You are also given a Python notebook with useful code: colour_startup.ipynb
This notebook includes the code to read the datafile and visualise a sequence of
colours. It also contains some other useful functions to support your assignment.
Solution Representation
To solve this problem, your implementation should encode a candidate solution as
an ordering of indices, not as an ordering of the colours themselves.
To clarify this, let us assume that your dataset has 5 colours (each colour
represented with its RGB coordinates) and it is stored in a list called c. An ordering
of the colours (i.e a candidate solution to your problem) should be encoded as a list
of indices of length 5, where each element in the list is an index in the c list.
For example, a solution encoded as e s = [1, 0, 2, 4, 3], represents the following
ordering of colours c[1] c[0] c[2] c[4] c[3].
What do you need to do?
Your task is to provide a more aesthetically pleasing ordering of a list of colours.
To illustrate what we mean, consider the colour bands in the figure below. The top
band shows an unordered set of colours, while the 2nd and 3rd bands have been
ordered by different algorithms. You can clearly notice the difference between an
arbitrary ordering and an improved ordering.
To complete your task, you are asked to implement 3 different algorithms.
1. Multi-start hill-climbing algorithm
2. Clustering-based algorithm
3. Algorithm of your choice
Below more details for the implementation of each algorithm
1. Multi-start hill-climbing algorithm
How can we formulate this problem as an optimisation problem? One possibility is
to search for an ordering of the given colours where adjacent colours are somewhat
similar. This can be achieved by finding an ordering of colours that minimises the
sum of the distances between adjacent colours, where the distance between two
adjacent colours is computed with the Euclidean distance. This will be the objective
function to evaluate solutions (called evaluate). To facilitate your work, we provide
the implementation of this function, in the given Jupyter
notebook: colour_startup.ipynb
You do not need to implement the function as it is provided. Here an explanation of
what the function does: it computes the sum of the Euclidean distances, between
all pairs of adjacent colours. For example, for a 5 colours list c and the solution s =
[1, 0, 2, 4, 3], and assuming d() is the Euclidean distance, the evaluation function
returns d(c[1], c[0]) + d(c[0], c[2]) + d(c[2], c[4]) + d(c[4], c[3]).
To implement muti-start hill-climbing in a modular way you should first implement a
hill-climbing method as follows:
Hill-climbing
This is the algorithm we have discussed in class and implemented in practical 3 for
the Knapsack problem. It starts from an initial random solution and tries to improve
it iteratively using a mutation operator. Here you can reuse your Hill-climbing code
for the Knapsack problem. Notice, however, that we cannot use the same bit-flip
mutation operator used for the Knapsack problem as the representation in the
colour ordering problem is not a list of binary numbers! Our representation is
instead an ordering (also called a permutation) of integers. Notice that in a
permutation, each integer or index can appear only once.
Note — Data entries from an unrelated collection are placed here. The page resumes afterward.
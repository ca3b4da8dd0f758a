//! # clip-pool
//!
//! Batch loader for short audio clips backed by a low-latency playback
//! pool.
//!
//! **Purpose:** Submit a batch of clip byte ranges to an audio engine,
//! track their asynchronous decode completions, arbitrate the race between
//! aggregate success and a deadline, and notify the caller exactly once
//! per batch. Once a batch resolves, the loader services `play`/`stop`
//! against the handle table built from the results.
//!
//! **Architecture:** One loader task serializes every session transition;
//! the engine is a capability behind the [`engine::AudioEngine`] trait,
//! acquired lazily and shared process-wide.

pub mod config;
pub mod engine;
pub mod error;
pub mod events;
pub mod loader;

pub use config::{Config, EngineSettings};
pub use engine::{AudioEngine, ClipData, EngineFactory, LoadHandle, PlayHandle, PlayParams};
pub use error::{Error, LoadError, Result};
pub use events::EngineEvent;
pub use loader::{
    BatchOutcome, ClipLoader, ClipRequest, ClipSource, HandleTable, LoadCallback, LoadResult,
    LoadState,
};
For a permutation representation, the simplest mutation operator is to swap two
colour indices selected at random. For example, given a solution s = [1, 0, 2, 4, 3],
the solution s' = [1, 3, 2, 4, 0] is a neighbouring solution that swaps the indices at
position 1 and 4. This operator is called swap.
Other possible operators are:
• inversion: this operator works by Inverting (reversing) the ordering
between any two colour indices selected at random. For example, given
the solution s = [1, 0, 2, 4, 3], the solution s' = [1, 3, 4, 2, 0] reverses the
indices between positions 1 and 4
• scramble: this operator works by randomly shuffling (scrambling) the
ordering between any two colour indices selected at random. For
example, given the solution s = [1, 0, 2, 4, 3], the solution s' = [1, 4, 0, 3,
2] scrambles the indices between positions 1 and 4.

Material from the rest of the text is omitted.